Estresse excessivo aumenta o risco de hipertensão e doenças cardiovasculares, diz estudo

29 de setembro, 2021

O estresse excessivo aumenta os níveis de hormônios como adrenalina, noradrenalina, dopamina e cortisol. Como resultado, surge o risco de doenças cardiovasculares e hipertensão, mesmo em adultos com pressão normal. É o que diz uma pesquisa publicada no Hypertension, periódico da Associação Americana do Coração.

O estudo, conduzido na Universidade da Carolina em Los Angeles, nos Estados Unidos, apontou que, quando os níveis desses quatro hormônios dobram, há um acréscimo de 21% a 31% no risco de hipertensão. Assim, o resultado foi obtido após um acompanhamento dos participantes do estudo por cerca de seis anos.

Além disso, a probabilidade de eventos cardiovasculares subiu 90% com a duplicação dos níveis de cortisol.

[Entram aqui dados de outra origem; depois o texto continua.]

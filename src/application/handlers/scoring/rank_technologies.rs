//! RankTechnologiesHandler - Query handler for the weighted ranking.
//!
//! Scores the supplied technologies (or the default catalog when none are
//! given) against a weight vector and picks a recommendation.

use serde::{Deserialize, Serialize};

use crate::application::handle_json;
use crate::domain::foundation::DomainError;
use crate::domain::scoring::{
    default_catalog, RankedResult, Recommendation, TechnologyScores, WeightVector, WeightedScorer,
};

/// Query to rank technologies.
#[derive(Debug, Clone, Serialize, Deserialize)]
pub struct RankTechnologiesQuery {
    /// Candidates to rank; the default catalog when absent.
    #[serde(default)]
    pub technologies: Option<Vec<TechnologyScores>>,
    pub weights: WeightVector,
}

/// Ranked technologies, best first.
#[derive(Debug, Clone, Serialize, Deserialize)]
pub struct RankTechnologiesResult {
    pub ranking: Vec<RankedResult>,
    pub recommendation: Option<Recommendation>,
}

/// Handler for ranking queries.
#[derive(Debug, Clone, Copy, Default)]
pub struct RankTechnologiesHandler;

impl RankTechnologiesHandler {
    pub fn new() -> Self {
        Self
    }

    pub fn handle(
        &self,
        query: RankTechnologiesQuery,
    ) -> Result<RankTechnologiesResult, DomainError> {
        let technologies: &[TechnologyScores] = match &query.technologies {
            Some(list) => list,
            None => default_catalog(),
        };

        let ranking = WeightedScorer::score(technologies, &query.weights)?;
        let recommendation = WeightedScorer::recommend(&ranking);

        Ok(RankTechnologiesResult {
            ranking,
            recommendation,
        })
    }

    /// Same as [`handle`](Self::handle), over JSON text.
    pub fn handle_json(&self, input: &str) -> Result<String, DomainError> {
        handle_json(input, |query| self.handle(query))
    }
}

#[cfg(test)]
mod tests {
    use super::*;
    use crate::domain::scoring::CriterionScores;

    #[test]
    fn falls_back_to_default_catalog() {
        let result = RankTechnologiesHandler::new()
            .handle(RankTechnologiesQuery {
                technologies: None,
                weights: WeightVector::default(),
            })
            .unwrap();

        assert_eq!(result.ranking.len(), 5);
        assert_eq!(
            result.recommendation.unwrap().technology_name,
            "Anaerobic Digestion"
        );
    }

    #[test]
    fn economic_weighting_favours_incineration() {
        let weights = WeightVector::new(50, 5, 5, 35, 5).unwrap();
        let result = RankTechnologiesHandler::new()
            .handle(RankTechnologiesQuery {
                technologies: None,
                weights,
            })
            .unwrap();

        assert_eq!(result.ranking[0].technology_name, "Incineration");
    }

    #[test]
    fn ranking_is_non_increasing() {
        let result = RankTechnologiesHandler::new()
            .handle(RankTechnologiesQuery {
                technologies: None,
                weights: WeightVector::equal(),
            })
            .unwrap();

        assert!(result
            .ranking
            .windows(2)
            .all(|w| w[0].total_score >= w[1].total_score));
    }

    #[test]
    fn empty_list_has_no_recommendation() {
        let result = RankTechnologiesHandler::new()
            .handle(RankTechnologiesQuery {
                technologies: Some(Vec::new()),
                weights: WeightVector::default(),
            })
            .unwrap();

        assert!(result.ranking.is_empty());
        assert!(result.recommendation.is_none());
    }

    #[test]
    fn custom_technologies_are_validated() {
        let err = RankTechnologiesHandler::new()
            .handle(RankTechnologiesQuery {
                technologies: Some(vec![TechnologyScores::new(
                    "Bad",
                    CriterionScores::new(11.0, 5.0, 5.0, 5.0, 5.0),
                )]),
                weights: WeightVector::default(),
            })
            .unwrap_err();

        assert_eq!(err.details.get("field"), Some(&"Bad.economic".to_string()));
    }
}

Os pesquisadores, em um comunicado à imprensa, afirmaram que os níveis desses hormônios aumentam como reação aos eventos estressantes do dia a dia, seja na vida pessoal ou no trabalho. De acordo com os cientistas, a análise mostra como o estado mental pode afetar positiva ou negativamente a saúde cardiovascular.

O estudo sobre estresse excessivo

Os cientistas analisaram os níveis hormonais de 412 adultos, com idades entre 48 e 87 anos. Dessa maneira, todos apresentavam pressão arterial normal.

A concentração dessas substâncias foi medida por meio de um único teste de urina noturno de 12 horas. Além disso, em outros três momentos, foram monitoradas algumas condições de saúde do grupo, como desenvolvimento de hipertensão e eventos cardiovasculares.

Diante dos achados, os pesquisadores ressaltam que o teste de urina utilizado pode ser útil na prevenção de eventos cardiovasculares associados a altos níveis dos hormônios do estresse. No entanto, isso deve ser avaliado por outros experimentos.

“Embora todos esses hormônios sejam produzidos na glândula adrenal, eles têm diferentes mecanismos para influenciar o sistema cardiovascular. É importante estudar individualmente sua relação com a hipertensão e problemas cardiovasculares”, completam os autores da investigação americana.

Por outro lado, é importante destacar que se trata de um estudo de pequeno porte. Portanto, ele fornece o racional para que mais pesquisas sobre o tema sejam conduzidas.